Tauran : «Cette Constitution va contribuer à l'essor d'une citoyenneté européenne»
Ancien «chef de la diplomatie» de Jean-Paul II durant treize ans, aujourd'hui gardien des archives et de la bibliothèque du Saint-Siège, le cardinal Jean-Louis Tauran pense qu'un non au référendum français ouvrirait «une grande crise de crédibilité pour l'Europe», aux «conséquences dramatiques».
Propos recueillis au Vatican par Hervé Yannou
[Le Figaro, 24 mai 2005]
LE FIGARO. – Comment jugez-vous ce traité, qui ne fait pas référence aux racines chrétiennes de l'Europe ?
Jean-Louis TAURAN. – Cette omission est sans aucun doute regrettable. Si nous ne sommes pas capables de relire notre histoire ou si nous la relisons au prisme d'idéologies réductrices, il est à craindre que les Européens aient des idées floues sur leur identité.

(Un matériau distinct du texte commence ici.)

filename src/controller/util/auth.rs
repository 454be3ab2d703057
//! HTTP Basic authentication against the static credential roster.

use axum::{
    extract::FromRequestParts,
    http::{header, request::Parts},
};
use base64::{engine::general_purpose::STANDARD, Engine};

use crate::{
    error::{auth::AuthError, Error},
    model::{app::AppState, user::Actor},
};

/// The verified actor behind a request.
///
/// Extracting this from a request performs Basic authentication against the
/// configured roster and fails with 401 before the handler body runs.
pub struct AuthenticatedActor(pub Actor);

impl FromRequestParts<AppState> for AuthenticatedActor {
    type Rejection = Error;

    async fn from_request_parts(
        parts: &mut Parts,
        state: &AppState,
    ) -> Result<Self, Self::Rejection> {
        let header = parts
            .headers
            .get(header::AUTHORIZATION)
            .and_then(|value| value.to_str().ok())
            .ok_or(AuthError::MissingCredentials)?;

        let encoded = header
            .strip_prefix("Basic ")
            .ok_or(AuthError::MissingCredentials)?;

        let decoded = STANDARD
            .decode(encoded)
            .ok()
            .and_then(|bytes| String::from_utf8(bytes).ok())
            .ok_or(AuthError::InvalidCredentials)?;

        let (username, password) = decoded
            .split_once(':')
            .ok_or(AuthError::InvalidCredentials)?;

        let user = state
            .config
            .find_user(username)
            .filter(|user| user.password.expose() == password)
            .ok_or(AuthError::InvalidCredentials)?;

        Ok(Self(user.to_actor()))
    }
}
/// Change notification emitted after every successful entry mutation.
///
/// Events carry the persisted row (not the request payload) so consumers see
/// server-assigned fields. Delivery is best-effort: consumers must treat
/// application of an event as an idempotent upsert or removal keyed by id, so
/// duplicate or out-of-order delivery converges on the same state.
#[derive(Clone, Debug)]
pub enum EntryEvent {
    Inserted(entity::kontowart_entry::Model),
    Updated(entity::kontowart_entry::Model),
    Deleted(i32),
}

impl EntryEvent {
    /// The id of the entry the event refers to.
    pub fn entry_id(&self) -> i32 {
        match self {
            Self::Inserted(model) | Self::Updated(model) => model.id,
            Self::Deleted(id) => *id,
        }
    }
}
pub use sea_orm_migration::prelude::*;

mod m20260815_000001_kontowart_entry;
mod m20260815_000002_kontowart_extension_history;

pub struct Migrator;

#[async_trait::async_trait]
impl MigratorTrait for Migrator {
    fn migrations() -> Vec<Box<dyn MigrationTrait>> {
        vec![
            Box::new(m20260815_000001_kontowart_entry::Migration),
            Box::new(m20260815_000002_kontowart_extension_history::Migration),
        ]
    }
}
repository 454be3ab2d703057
pub mod entry;
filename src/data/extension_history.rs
use chrono::NaiveDateTime;
use sea_orm::{
    ActiveModelTrait, ActiveValue, ColumnTrait, ConnectionTrait, DbErr, EntityTrait, QueryFilter,
    QueryOrder,
};

pub struct ExtensionHistoryRepository<'a, C: ConnectionTrait> {
    db: &'a C,
}

impl<'a, C: ConnectionTrait> ExtensionHistoryRepository<'a, C> {
    /// Creates a new instance of [`ExtensionHistoryRepository`]
    pub fn new(db: &'a C) -> Self {
        Self { db }
    }

    /// Appends a granted extension to an entry's history.
    ///
    /// The history is append-only; no update or delete operation exists on it.
    pub async fn create(
        &self,
        entry_id: i32,
        approval_date: NaiveDateTime,
        valid_until: NaiveDateTime,
    ) -> Result<entity::kontowart_extension_history::Model, DbErr> {
        let record = entity::kontowart_extension_history::ActiveModel {
            entry_id: ActiveValue::Set(entry_id),
            approval_date: ActiveValue::Set(approval_date),
            valid_until: ActiveValue::Set(valid_until),
            ..Default::default()
        };

        record.insert(self.db).await
    }

    /// Gets an entry's extension history ordered by approval time.
    pub async fn get_by_entry_id(
        &self,
        entry_id: i32,
    ) -> Result<Vec<entity::kontowart_extension_history::Model>, DbErr> {
        entity::prelude::KontowartExtensionHistory::find()
            .filter(entity::kontowart_extension_history::Column::EntryId.eq(entry_id))
            .order_by_asc(entity::kontowart_extension_history::Column::ApprovalDate)
            .all(self.db)
            .await
    }
}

Que répondraient-ils à la question : qu'est-ce que l'Europe ? Je considère positif que, grâce aux interventions de Jean-Paul II et de ses collaborateurs, un débat ait eu lieu sur ce sujet et que la formule finalement adoptée «héritage religieux» se réfère implicitement au christianisme. Le texte que nous avons entre les mains présente des lumières et des ombres. D'une part, il constitue en lui-même un progrès. Il faut remarquer que la dignité humaine et d'autres valeurs comme la liberté et l'égalité, qui trouvent d'ailleurs leur fondement dans le christianisme, y sont explicitement reconnus comme le socle sur lequel repose l'Union. D'autre part, certains articles relatifs à la vie, aux droits de la famille, à la discrimination mériteraient sans doute une autre formulation. Quoi qu'il en soit, malgré ces lacunes, le traité devrait contribuer à faire naître un sentiment de citoyenneté européenne. Évidemment, tout ne va pas changer comme par enchantement. Il faudra voir comment ce nouveau traité sera utilisé !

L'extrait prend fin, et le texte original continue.